It was further observed that the AO could not appreciate the claim of the assessee in the light of method of accounting followed by the assessee perspective and disallowed the claim of the assessee on the ground that the provision made by the assessee represented unascertained liability which was not allowable as deduction in the case of the assessee following mercantile system of accounting. He however ignored the fact that the provision was made by the assessee for the expenses in relation to the projects completed of which the revenue was recognised and since such expenses were duly identified by the assessee in respect of each and every projects and details of the same were also furnished before the AO, the provision made by the assessee represented ascertained liability. Moreover, the expenditure so provided was to be incurred in respect of the projects substantially completed, the entire revenue of which was duly recognised by the assessee in the year under consideration. The said expenditure thus was related to the Revenue already recognised by the assessee in the year under consideration by following the project completion method and the same was allowable as deduction in the year under consideration as per the concept of matching principle. It is pertinent to note here that the similar method of accounting was followed by the assessee consistently even in the earlier years and as submitted by the learned counsel for the assessee, similar provision made for the expenses to be incurred in respect of project substantially completed in respect of which Revenue was recognised was allowed by the AO even in the assessment completed under section 143(3) of the Act. The learned Members opined that the CIT(A) appreciated the claim made by the assessee in the right perspective and rightly allowed the same after taking into consideration, the method of accounting followed by the assessee, in the light of relevant accounting standard as well as case laws relied upon by the assessee in support. The learned Members of the ITAT found no infirmity in the order of the CIT(A) giving relief to the assessee on this issue and upholding the same. The appeal of the Revenue was dismissed.

FULL TEXT OF THE ITAT JUDGEMENT

This appeal is preferred by the revenue against the order of Ld. CIT(A) – 3, Kolkata dated 23.02.2018 and the solitary issue involved therein is raised by the revenue by way of the following ground:

“That on the facts and circumstances of the case and in law, the Ld. CIT(A) erred in allowing the future development expenses amounting to Rs. 2,25,01,129/- by ignoring the fact that the said expenses was provision for unascertained liability.”

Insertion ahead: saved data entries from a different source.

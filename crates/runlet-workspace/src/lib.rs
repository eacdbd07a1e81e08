// SPDX-License-Identifier: MIT OR Apache-2.0
//! Workspace file helpers: guarded text IO under a root, README lookup,
//! directory scanning, and repository cloning.
//!
//! These serve collaborators of the execution engine that need light
//! filesystem access without being handed arbitrary paths: relative
//! paths are validated against a workspace root and can never escape
//! it, not even through symlinks.

#![deny(unsafe_code)]
#![warn(missing_docs)]

pub mod files;
pub mod repo;
pub mod scan;

pub use files::{find_readme, read_text_file, write_text_file, README_CANDIDATES};
pub use repo::{clone_repository, clone_with_timeout, CloneOutcome, CLONE_TIMEOUT};
pub use scan::{scan_directory, ScanReport};

use std::path::PathBuf;

/// Errors from workspace file operations.
#[derive(Debug, thiserror::Error)]
pub enum WorkspaceError {
    /// The supposedly relative path is absolute.
    #[error("absolute paths are not allowed: {path}")]
    AbsolutePath {
        /// The offending path.
        path: PathBuf,
    },

    /// The relative path resolves outside the workspace root.
    #[error("path escapes the workspace root: {path}")]
    OutsideRoot {
        /// The offending path.
        path: PathBuf,
    },

    /// An underlying filesystem operation failed.
    #[error("{action} {path}")]
    Io {
        /// What was being attempted.
        action: &'static str,
        /// The path involved.
        path: PathBuf,
        /// The underlying error.
        #[source]
        source: std::io::Error,
    },

    /// A directory walk failed partway.
    #[error("walk {path}")]
    Walk {
        /// The walk root.
        path: PathBuf,
        /// The underlying error.
        #[source]
        source: walkdir::Error,
    },
}
// SPDX-License-Identifier: MIT OR Apache-2.0
//! Target platform selector for pure planning decisions.
//!
//! Launch planning and environment assembly differ between POSIX and
//! Windows, but both are decidable without touching the host OS. Passing
//! [`Platform`] explicitly keeps those code paths unit-testable from any
//! host; [`Platform::current`] supplies the real value at runtime.

use serde::{Deserialize, Serialize};
use std::fmt;
use std::path::Path;

/// The launch-planning target.
#[derive(Debug, Clone, Copy, PartialEq, Eq, Hash, Serialize, Deserialize)]
#[serde(rename_all = "snake_case")]
pub enum Platform {
    /// Unix-like systems.
    Posix,
    /// Windows.
    Windows,
}

impl Platform {
    /// The platform this process is running on.
    #[must_use]
    pub fn current() -> Self {
        if cfg!(windows) {
            Self::Windows
        } else {
            Self::Posix
        }
    }

    /// `true` for [`Platform::Windows`].
    #[must_use]
    pub fn is_windows(self) -> bool {
        matches!(self, Self::Windows)
    }

    /// Separator between entries of a `PATH`-style list.
    #[must_use]
    pub fn path_list_separator(self) -> char {
        match self {
            Self::Posix => ':',
            Self::Windows => ';',
        }
    }

    /// Comparison key for path equality and deduplication.
    ///
    /// Uniform forward slashes, no trailing slash, case-folded on Windows.
    /// Lexical only; does not resolve symlinks or `..`.
    #[must_use]
    pub fn path_key(self, path: &Path) -> String {
        let mut key = path.to_string_lossy().replace('\\', "/");
        while key.len() > 1 && key.ends_with('/') {
            key.pop();
        }
        if self.is_windows() {
            key.to_lowercase()
        } else {
            key
        }
    }
}

impl fmt::Display for Platform {
    fn fmt(&self, f: &mut fmt::Formatter<'_>) -> fmt::Result {
        f.write_str(match self {
            Self::Posix => "posix",
            Self::Windows => "windows",
        })
    }
}

// ---------------------------------------------------------------------------
// Tests
// ---------------------------------------------------------------------------

#[cfg(test)]
mod tests {
    use super::*;

    #[test]
    fn current_matches_cfg() {
        assert_eq!(Platform::current().is_windows(), cfg!(windows));
    }

    #[test]
    fn separators() {
        assert_eq!(Platform::Posix.path_list_separator(), ':');
        assert_eq!(Platform::Windows.path_list_separator(), ';');
    }

    #[test]
    fn windows_keys_fold_case_and_slashes() {
        let a = Platform::Windows.path_key(Path::new(r"C:\Conda\Scripts"));
        let b = Platform::Windows.path_key(Path::new("c:/conda/scripts/"));
        assert_eq!(a, b);
    }

    #[test]
    fn posix_keys_preserve_case() {
        let a = Platform::Posix.path_key(Path::new("/opt/Conda"));
        let b = Platform::Posix.path_key(Path::new("/opt/conda"));
        assert_ne!(a, b);
    }

    #[test]
    fn trailing_slash_is_stripped() {
        assert_eq!(
            Platform::Posix.path_key(Path::new("/usr/bin/")),
            "/usr/bin"
        );
    }

    #[test]
    fn serde_names() {
        assert_eq!(
            serde_json::to_string(&Platform::Windows).unwrap(),
            r#""windows""#
        );
        assert_eq!(
            serde_json::to_string(&Platform::Posix).unwrap(),
            r#""posix""#
        );
    }
}
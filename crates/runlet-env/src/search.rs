// SPDX-License-Identifier: MIT OR Apache-2.0
//! PATH probing for the environment-manager executable.

use runlet_core::Platform;
use std::path::{Path, PathBuf};
use tracing::warn;

/// Executable names probed on the search path, in preference order.
#[must_use]
pub fn manager_names(platform: Platform) -> &'static [&'static str] {
    match platform {
        Platform::Windows => &["conda.bat", "conda.exe"],
        Platform::Posix => &["conda"],
    }
}

/// Locate `name` the way a shell would.
///
/// A name containing a path separator is treated as a direct path and
/// only checked for existence. Otherwise every directory in `PATH` is
/// probed; on Windows the usual executable extensions are tried as well.
#[must_use]
pub fn which(name: &str, platform: Platform) -> Option<PathBuf> {
    if Path::new(name).components().count() > 1 {
        let path = PathBuf::from(name);
        return path.is_file().then_some(path);
    }

    let path_var = std::env::var_os("PATH")?;
    std::env::split_paths(&path_var).find_map(|dir| resolve_in_dir(&dir, name, platform))
}

fn resolve_in_dir(dir: &Path, name: &str, platform: Platform) -> Option<PathBuf> {
    let suffixes: &[&str] = if platform.is_windows() {
        &["", ".exe", ".cmd", ".bat", ".com"]
    } else {
        &[""]
    };
    suffixes
        .iter()
        .map(|suffix| dir.join(format!("{name}{suffix}")))
        .find(|candidate| candidate.is_file())
}

/// Find the manager executable, preferring an explicit override.
///
/// An override pointing at a missing file is ignored with a warning so a
/// stale `CONDA_EXE` cannot mask a working PATH installation.
#[must_use]
pub fn find_manager_exe(platform: Platform, explicit: Option<&Path>) -> Option<PathBuf> {
    if let Some(path) = explicit {
        if path.is_file() {
            return Some(path.to_path_buf());
        }
        warn!(path = %path.display(), "configured manager executable does not exist; falling back to PATH");
    }

    manager_names(platform)
        .iter()
        .find_map(|name| which(name, platform))
}

// ---------------------------------------------------------------------------
// Tests
// ---------------------------------------------------------------------------

#[cfg(test)]
mod tests {
    use super::*;
    use std::fs;

    #[test]
    fn direct_path_bypasses_path_search() {
        let tmp = tempfile::tempdir().unwrap();
        let exe = tmp.path().join("conda");
        fs::write(&exe, "#!/bin/sh\n").unwrap();

        let found = which(exe.to_str().unwrap(), Platform::Posix);
        assert_eq!(found.as_deref(), Some(exe.as_path()));
    }

    #[test]
    fn direct_path_to_missing_file_is_none() {
        let tmp = tempfile::tempdir().unwrap();
        let exe = tmp.path().join("missing").join("conda");
        assert!(which(exe.to_str().unwrap(), Platform::Posix).is_none());
    }

    #[test]
    fn windows_probing_appends_extensions() {
        let tmp = tempfile::tempdir().unwrap();
        let exe = tmp.path().join("tool.bat");
        fs::write(&exe, "@echo off\r\n").unwrap();

        let found = resolve_in_dir(tmp.path(), "tool", Platform::Windows);
        assert_eq!(found.as_deref(), Some(exe.as_path()));
    }

    #[test]
    fn posix_probing_takes_names_verbatim() {
        let tmp = tempfile::tempdir().unwrap();
        fs::write(tmp.path().join("tool.exe"), "").unwrap();

        assert!(resolve_in_dir(tmp.path(), "tool", Platform::Posix).is_none());
        fs::write(tmp.path().join("tool"), "").unwrap();
        assert!(resolve_in_dir(tmp.path(), "tool", Platform::Posix).is_some());
    }

    #[test]
    fn valid_override_wins() {
        let tmp = tempfile::tempdir().unwrap();
        let exe = tmp.path().join("my-conda");
        fs::write(&exe, "").unwrap();

        let found = find_manager_exe(Platform::Posix, Some(&exe));
        assert_eq!(found.as_deref(), Some(exe.as_path()));
    }

    #[test]
    fn stale_override_falls_back_to_path_search() {
        let tmp = tempfile::tempdir().unwrap();
        let ghost = tmp.path().join("gone");
        // No PATH entry carries a conda in the test environment, so the
        // fallback search comes up empty rather than erroring.
        let found = find_manager_exe(Platform::Posix, Some(&ghost));
        assert!(found.is_none() || found.unwrap() != ghost);
    }

    #[test]
    fn manager_names_differ_by_platform() {
        assert_eq!(manager_names(Platform::Windows), ["conda.bat", "conda.exe"]);
        assert_eq!(manager_names(Platform::Posix), ["conda"]);
    }
}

2. The assessee in the present case is a company which is engaged in the business of real estate development & rendering hospitality services. In the revised return of income filed for the year under consideration on 02.09.2014, the total income of Rs. 46,14,17,450/-was declared by the assessee. In the profit and loss account filed along with the said return, a sum of Rs. 2,25,01,129/- was debited by the assessee on account of future development expenses. During the course of assessment proceedings, the assessee was called upon by the AO to explain as to why the future development expenses should not be disallowed as the assessee was following the mercantile system of accounting. In reply, it was submitted by the assessee that the provisions for future development expenses was made in accordance with the AS-29 and similar provisions were also contained in ICDS-X applicable w.e.f. 01.04.2015 u/s 145 of the Act. It was also submitted on behalf of the assessee that the relevant projects were completed in the year under consideration and non-accounting of such future development expenses would lead to incorrect amount of completion of the phase. It was further submitted that the cost provided as future development was not unascertained liabilities. This contention of the assessee was not found acceptable by the AO. According to him, when the mercantile system of accounting was being followed by the assessee, only crystallized liabilities were allowable and unascertained liabilities could not be allowed. He held that the future development expenses were claimed by the assessee on estimated basis and such estimated expenditure which had not been incurred could not lead to crystallization of liability in the year under consideration. He held that the amount in question thus represented provision for meeting unascertained liabilities which was not allowable as deduction in the case of the assessee. He accordingly made a disallowance of Rs. 2,25,01,129/- on account of future development expenses and made addition to that extent to the total income of the assessee in the assessment completed u/s 143(3) vide an order dated 31.03.2016.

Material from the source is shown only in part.